▸ Exercise objective: Each line below with the word "reason" needs to be copied.
+-------+
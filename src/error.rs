use crate::browser::BrowserError;

/// Errors raised while scraping and normalizing the directory
#[derive(Debug, thiserror::Error)]
pub enum ScrapeError {
    /// The anchor could not be reached after every attempt. Aborts the run.
    #[error("Navigation to anchor {anchor} failed after {attempts} attempts: {last_error}")]
    NavigationError {
        anchor: String,
        attempts: u32,
        last_error: String,
    },

    /// No known page layout was found. Aborts the run.
    #[error("Extraction error: {0}")]
    ExtractionError(String),

    /// A text block could not be split into fields. Logged and skipped by callers.
    #[error("Cannot split {text:?}: {reason}")]
    SplitError { text: String, reason: String },

    #[error("Page for anchor {0} produced no records")]
    EmptyPageError(String),

    #[error("Configuration error: {0}")]
    ConfigError(String),

    #[error(transparent)]
    Browser(#[from] BrowserError),

    #[error("CSV error: {0}")]
    Csv(#[from] csv::Error),

    #[error("I/O error: {0}")]
    Io(#[from] std::io::Error),
}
+-------+
▸ Task solution:
    #[error("Cannot split {text:?}: {reason}")]
    SplitError { text: String, reason: String },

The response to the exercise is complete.